Early Registration ends April 19, 2008.
Registration is limited to two people from each institution so you should talk amongst yourselves and figure out who will attend. Additional people will be allowed if space permits. Please use the Registration Form to sign up. You should receive a confirmation email within 24 hours. Space is limited so sign up early.

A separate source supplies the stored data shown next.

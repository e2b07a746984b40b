//! Compile two shader stages and link them into a program.
//!
//! The GL entry points involved sit behind [ShaderApi] so the build procedure can be
//! driven without a live context.  [GlCalls] is the real thing.

use crate::errors::{ShaderBuildError, ShaderDiagnostic, ShaderStage};
use gl::types::{GLchar, GLint, GLuint};

/// The shader and program calls `compile_and_link` needs, one method per GL call
/// (or per status/log query).
pub trait ShaderApi {
    /// `Link` is not a shader type; implementations return 0 for it.
    fn create_shader(&mut self, stage: ShaderStage) -> GLuint;
    /// `glShaderSource` followed by `glCompileShader`
    fn compile_shader(&mut self, shader: GLuint, source: &str);
    fn compile_status(&self, shader: GLuint) -> bool;
    fn shader_info_log(&self, shader: GLuint) -> String;
    fn delete_shader(&mut self, shader: GLuint);

    fn create_program(&mut self) -> GLuint;
    fn attach_shader(&mut self, program: GLuint, shader: GLuint);
    fn link_program(&mut self, program: GLuint);
    fn link_status(&self, program: GLuint) -> bool;
    fn program_info_log(&self, program: GLuint) -> String;
    fn delete_program(&mut self, program: GLuint);
}

/// Build a program from a vertex and a fragment stage.
///
/// Both stages are always compiled and the program is always linked, even after an
/// earlier failure, so every diagnostic the driver has to offer is collected.  Shader
/// objects are deleted before returning no matter what.  On failure the error still
/// carries the program handle; see [ShaderFailurePolicy::resolve].
pub fn compile_and_link<A: ShaderApi + ?Sized>(
    api: &mut A,
    vertex_source: &str,
    fragment_source: &str,
) -> Result<GLuint, ShaderBuildError> {
    let mut diagnostics = Vec::new();

    let vertex_shader = compile_stage(api, ShaderStage::Vertex, vertex_source, &mut diagnostics);
    let fragment_shader =
        compile_stage(api, ShaderStage::Fragment, fragment_source, &mut diagnostics);

    let program = api.create_program();
    api.attach_shader(program, vertex_shader);
    api.attach_shader(program, fragment_shader);
    api.link_program(program);

    if !api.link_status(program) {
        let log = api.program_info_log(program);
        diagnostics.push(diagnostic_or_placeholder(ShaderStage::Link, log));
    }

    // the program keeps what it needs once linked
    api.delete_shader(vertex_shader);
    api.delete_shader(fragment_shader);

    if diagnostics.is_empty() {
        Ok(program)
    } else {
        Err(ShaderBuildError {
            diagnostics,
            program,
        })
    }
}

fn compile_stage<A: ShaderApi + ?Sized>(
    api: &mut A,
    stage: ShaderStage,
    source: &str,
    diagnostics: &mut Vec<ShaderDiagnostic>,
) -> GLuint {
    let shader = api.create_shader(stage);
    api.compile_shader(shader, source);
    if !api.compile_status(shader) {
        let log = api.shader_info_log(shader);
        diagnostics.push(diagnostic_or_placeholder(stage, log));
    }
    shader
}

fn diagnostic_or_placeholder(stage: ShaderStage, log: String) -> ShaderDiagnostic {
    let trimmed = log.trim_end();
    if trimmed.is_empty() {
        ShaderDiagnostic::new(stage, format!("{} failed and the driver gave no log", stage))
    } else {
        ShaderDiagnostic::new(stage, trimmed)
    }
}

//

/// What to do with a program that failed to compile or link.
#[derive(Copy, Clone, Debug, Default, PartialEq, Eq)]
pub enum ShaderFailurePolicy {
    /// Log every diagnostic and hand back the broken program anyway.  Drawing with it
    /// produces nothing meaningful, but the render loop still runs.
    #[default]
    LogAndContinue,
    /// Log every diagnostic, delete the program and report the failure.
    Abort,
}

impl ShaderFailurePolicy {
    pub fn resolve<A: ShaderApi + ?Sized>(
        self,
        api: &mut A,
        built: Result<GLuint, ShaderBuildError>,
    ) -> Result<GLuint, ShaderBuildError> {
        let err = match built {
            Ok(program) => return Ok(program),
            Err(err) => err,
        };

        for diagnostic in &err.diagnostics {
            log::error!("{}", diagnostic);
        }

        match self {
            ShaderFailurePolicy::LogAndContinue => {
                log::warn!(
                    "continuing with program {} even though it did not build",
                    err.program
                );
                Ok(err.program)
            }
            ShaderFailurePolicy::Abort => {
                api.delete_program(err.program);
                Err(err)
            }
        }
    }
}

//

/// [ShaderApi] straight onto the loaded `gl` function pointers.
/// Needs a current context.
pub struct GlCalls;

impl ShaderApi for GlCalls {
    fn create_shader(&mut self, stage: ShaderStage) -> GLuint {
        match stage.gl_enum() {
            Some(kind) => unsafe { gl::CreateShader(kind) },
            None => 0,
        }
    }

    fn compile_shader(&mut self, shader: GLuint, source: &str) {
        let strings = [source.as_ptr() as *const GLchar];
        let lengths = [source.len() as GLint];
        unsafe {
            gl::ShaderSource(shader, 1, strings.as_ptr(), lengths.as_ptr());
            gl::CompileShader(shader);
        }
    }

    fn compile_status(&self, shader: GLuint) -> bool {
        let mut is_compiled = 0;
        unsafe { gl::GetShaderiv(shader, gl::COMPILE_STATUS, &mut is_compiled) };
        is_compiled != 0
    }

    fn shader_info_log(&self, shader: GLuint) -> String {
        let mut max_length = 0;
        unsafe { gl::GetShaderiv(shader, gl::INFO_LOG_LENGTH, &mut max_length) };
        read_info_log(max_length, |capacity, written, buffer| unsafe {
            gl::GetShaderInfoLog(shader, capacity, written, buffer)
        })
    }

    fn delete_shader(&mut self, shader: GLuint) {
        unsafe { gl::DeleteShader(shader) }
    }

    fn create_program(&mut self) -> GLuint {
        unsafe { gl::CreateProgram() }
    }

    fn attach_shader(&mut self, program: GLuint, shader: GLuint) {
        unsafe { gl::AttachShader(program, shader) }
    }

    fn link_program(&mut self, program: GLuint) {
        unsafe { gl::LinkProgram(program) }
    }

    fn link_status(&self, program: GLuint) -> bool {
        let mut link_status = 0;
        unsafe { gl::GetProgramiv(program, gl::LINK_STATUS, &mut link_status) };
        link_status != 0
    }

    fn program_info_log(&self, program: GLuint) -> String {
        let mut max_length = 0;
        unsafe { gl::GetProgramiv(program, gl::INFO_LOG_LENGTH, &mut max_length) };
        read_info_log(max_length, |capacity, written, buffer| unsafe {
            gl::GetProgramInfoLog(program, capacity, written, buffer)
        })
    }

    fn delete_program(&mut self, program: GLuint) {
        unsafe { gl::DeleteProgram(program) }
    }
}

/// `max_length` is whatever `INFO_LOG_LENGTH` said, terminating NUL included.
fn read_info_log(
    max_length: GLint,
    fetch: impl FnOnce(GLint, *mut GLint, *mut GLchar),
) -> String {
    if max_length <= 0 {
        return String::new();
    }
    let mut error_log = vec![0u8; max_length as usize];
    let mut written: GLint = 0;
    fetch(max_length, &mut written, error_log.as_mut_ptr() as *mut GLchar);
    error_log.truncate(written.clamp(0, max_length) as usize);
    // some drivers leave the NUL inside the reported length
    while error_log.last() == Some(&0) {
        error_log.pop();
    }
    String::from_utf8_lossy(&error_log).into_owned()
}

#[cfg(test)]
mod test {
    use super::*;
    use std::collections::{BTreeMap, BTreeSet};

    /// Pretends to be a driver.  Any source containing `BROKEN` fails to compile,
    /// and a program fails to link if any attached shader failed.
    #[derive(Default)]
    struct FakeDriver {
        next_handle: GLuint,
        live_shaders: BTreeMap<GLuint, (ShaderStage, bool)>,
        live_programs: BTreeSet<GLuint>,
        attached: BTreeMap<GLuint, Vec<GLuint>>,
        linked: BTreeMap<GLuint, bool>,
        deleted_shaders: Vec<GLuint>,
        log_override: Option<String>,
    }

    impl FakeDriver {
        fn fresh(&mut self) -> GLuint {
            self.next_handle += 1;
            self.next_handle
        }
    }

    impl ShaderApi for FakeDriver {
        fn create_shader(&mut self, stage: ShaderStage) -> GLuint {
            let handle = self.fresh();
            self.live_shaders.insert(handle, (stage, false));
            handle
        }

        fn compile_shader(&mut self, shader: GLuint, source: &str) {
            if let Some(entry) = self.live_shaders.get_mut(&shader) {
                entry.1 = !source.contains("BROKEN");
            }
        }

        fn compile_status(&self, shader: GLuint) -> bool {
            self.live_shaders
                .get(&shader)
                .map(|(_, ok)| *ok)
                .unwrap_or(false)
        }

        fn shader_info_log(&self, shader: GLuint) -> String {
            if let Some(log) = &self.log_override {
                return log.clone();
            }
            match self.live_shaders.get(&shader) {
                Some((stage, false)) => {
                    format!("0:1(1): error: syntax error in {} shader\n", stage)
                }
                _ => String::new(),
            }
        }

        fn delete_shader(&mut self, shader: GLuint) {
            self.live_shaders.remove(&shader);
            self.deleted_shaders.push(shader);
        }

        fn create_program(&mut self) -> GLuint {
            let handle = self.fresh();
            self.live_programs.insert(handle);
            handle
        }

        fn attach_shader(&mut self, program: GLuint, shader: GLuint) {
            self.attached.entry(program).or_default().push(shader);
        }

        fn link_program(&mut self, program: GLuint) {
            let shaders = self.attached.get(&program).cloned().unwrap_or_default();
            let ok = shaders.len() == 2 && shaders.iter().all(|s| self.compile_status(*s));
            self.linked.insert(program, ok);
        }

        fn link_status(&self, program: GLuint) -> bool {
            self.linked.get(&program).copied().unwrap_or(false)
        }

        fn program_info_log(&self, program: GLuint) -> String {
            if self.link_status(program) {
                String::new()
            } else {
                "error: linking with uncompiled shader".to_string()
            }
        }

        fn delete_program(&mut self, program: GLuint) {
            self.live_programs.remove(&program);
        }
    }

    const GOOD_VERTEX: &str = "#version 330 core\nvoid main() {}";
    const GOOD_FRAGMENT: &str = "#version 330 core\nout vec4 c; void main() { c = vec4(1.0); }";
    const BAD_SOURCE: &str = "#version 330 core\nBROKEN main() {";

    #[test]
    fn good_sources_link_and_release_shaders() {
        let mut driver = FakeDriver::default();
        let program = compile_and_link(&mut driver, GOOD_VERTEX, GOOD_FRAGMENT).unwrap();

        assert!(driver.link_status(program));
        assert!(driver.live_programs.contains(&program));
        assert!(driver.live_shaders.is_empty());
        assert_eq!(driver.deleted_shaders.len(), 2);
    }

    #[test]
    fn broken_vertex_stage_is_reported_with_a_log() {
        let mut driver = FakeDriver::default();
        let err = compile_and_link(&mut driver, BAD_SOURCE, GOOD_FRAGMENT).unwrap_err();

        let stages: Vec<_> = err.failed_stages().collect();
        assert_eq!(stages, vec![ShaderStage::Vertex, ShaderStage::Link]);
        assert!(err.diagnostics.iter().all(|d| !d.message.is_empty()));
        assert!(err.diagnostics[0].message.contains("vertex"));
        assert!(driver.live_shaders.is_empty());
    }

    #[test]
    fn broken_fragment_stage_is_labelled_fragment() {
        let mut driver = FakeDriver::default();
        let err = compile_and_link(&mut driver, GOOD_VERTEX, BAD_SOURCE).unwrap_err();

        assert_eq!(err.diagnostics[0].stage, ShaderStage::Fragment);
        assert!(format!("{}", err.diagnostics[0])
            .starts_with("ERROR::SHADER::FRAGMENT::COMPILATION_FAILED\n"));
    }

    #[test]
    fn long_driver_logs_are_not_truncated() {
        let long_log = "x".repeat(2000);
        let mut driver = FakeDriver {
            log_override: Some(long_log.clone()),
            ..Default::default()
        };
        let err = compile_and_link(&mut driver, BAD_SOURCE, GOOD_FRAGMENT).unwrap_err();
        assert_eq!(err.diagnostics[0].message, long_log);
    }

    #[test]
    fn empty_driver_log_still_yields_a_message() {
        let mut driver = FakeDriver {
            log_override: Some(String::new()),
            ..Default::default()
        };
        let err = compile_and_link(&mut driver, BAD_SOURCE, GOOD_FRAGMENT).unwrap_err();
        assert_eq!(
            err.diagnostics[0].message,
            "vertex failed and the driver gave no log"
        );
    }

    #[test]
    fn log_and_continue_hands_back_the_broken_program() {
        let mut driver = FakeDriver::default();
        let built = compile_and_link(&mut driver, BAD_SOURCE, BAD_SOURCE);
        let program = ShaderFailurePolicy::LogAndContinue
            .resolve(&mut driver, built)
            .unwrap();

        assert!(!driver.link_status(program));
        assert!(driver.live_programs.contains(&program));
    }

    #[test]
    fn abort_deletes_the_broken_program() {
        let mut driver = FakeDriver::default();
        let built = compile_and_link(&mut driver, GOOD_VERTEX, BAD_SOURCE);
        let err = ShaderFailurePolicy::Abort
            .resolve(&mut driver, built)
            .unwrap_err();

        assert!(driver.live_programs.is_empty());
        assert_eq!(err.diagnostics[0].stage, ShaderStage::Fragment);
    }

    #[test]
    fn repeated_builds_do_not_leak_shader_objects() {
        let mut driver = FakeDriver::default();
        for _ in 0..3 {
            let built = compile_and_link(&mut driver, GOOD_VERTEX, GOOD_FRAGMENT);
            let program = ShaderFailurePolicy::default()
                .resolve(&mut driver, built)
                .unwrap();
            driver.delete_program(program);
        }
        assert!(driver.live_shaders.is_empty());
        assert!(driver.live_programs.is_empty());
        assert_eq!(driver.deleted_shaders.len(), 6);
    }

    #[test]
    fn info_log_reader_drops_trailing_nul() {
        let text = read_info_log(6, |capacity, written, buffer| {
            assert_eq!(capacity, 6);
            let bytes = b"oops!\0";
            unsafe {
                std::ptr::copy_nonoverlapping(bytes.as_ptr() as *const GLchar, buffer, 6);
                *written = 6;
            }
        });
        assert_eq!(text, "oops!");
        assert_eq!(read_info_log(0, |_, _, _| unreachable!()), "");
    }
}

Join us in Minneapolis, Minnesota for the ITANA Face 2 Face 2008 meeting. Join with your peers in an intimate day-long meeting and discuss a rich agenda of current topics. See you in Minneapolis - Jim Phelps, Chair.
Date: June 18, 2008
Time: 9AM to 5PM
Location: Hilton Minneapolis
Hotel registration information will be sent upon receipt of your registration request.
Agenda:
| Time |
Activity |
Session Leader |
|---|---|---|
| 9:00AM | Convene | |
| 9:00 to 9:15 AM | Welcome, logistics et al | Jim Phelps |
| 9:15 to 10:15 AM | Session 1 - Tools of the trade | Hebert Diaz-Flores |
| We’ll showcase some of the tools, methodologies, artifacts, techniques, or tactics that we use to engender increased architectural coherence across the infrastructures and business & operational processes we’re connected with. The session will help us to think about the range of ways in which we might influence others by use of the tools with which we engage them. | ||
| 10:15 to 10:30 AM | break | |
| 10:30 to Noon | Session 2 - Case Studies: Architecture on Your Campus | Tom Barton |
| This session will focus on Case Studies from several institutions including: Descriptions of ongoing Enterprise Architecture programs in your university. How, Who, What, and any impacts the program has had/is having on your IT environment. Descriptions of specific projects that have been significantly impacted (positively) by the Enterprise Architecture program. | ||
| Noon to 1:00PM | Lunch | |
| 1:00 to 2:30 PM | Hot Topics - Data Management |
Klara Jelinkova |
| There is a rich set of metadata and middleware needed to support the data classification we are starting to put in place for at least business applications. And the need will become even greater once we develop the same classifications for all of our institutional data including research data. Institutions seem to have a pretty good handle at least theoretically on business data. But once we start to cross over to other assets such as data associated with research, teaching and learning most IT organizations seem to give up. That type of data is viewed by most IT organizations in our institutions as someone else’s problem. However it is an important IT and security problem. With collaborative research taking place everywhere how do we classify the research data, protect it while the research is going on and then enable everyone to see after the research is published? How do we collaborate with the libraries on this one? How do we arrive at data management policies that cut across the whole institution? What are some of the examples of institutions doing it successfully today? | ||
| 2:30 to 2:45 | break |
|
| 2:45 to 3:45 | Hot Topics - Security Architecture |
Steve Kellog |
| There is a rich set of metadata and middleware needed to support the data classification we are starting to put in place for at least business applications. And the need will become even greater once we develop the same classifications for all of our institutional data including research data. Institutions seem to have a pretty good handle at least theoretically on business data. But once we start to cross over to other assets such as data associated with research, teaching and learning most IT organizations seem to give up. That type of data is viewed by most IT organizations in our institutions as someone else’s problem. However it is an important IT and security problem. With collaborative research taking place everywhere how do we classify the research data, protect it while the research is going on and then enable everyone to see after the research is published? How do we collaborate with the libraries on this one? How do we arrive at data management policies that cut across the whole institution? What are some of the examples of institutions doing it successfully today? | ||
| 3:45 to 4:00 | break | |
| 4:00 to 4:45 | Hot Topics - Your items here | Jim Phelps |
| 4:45 to 5:00 |
Closing Remarks | Jim Phelps |
NOTE: This conference is jointly sponsored by EDUCAUSE and Internet2. Thank you sponsors.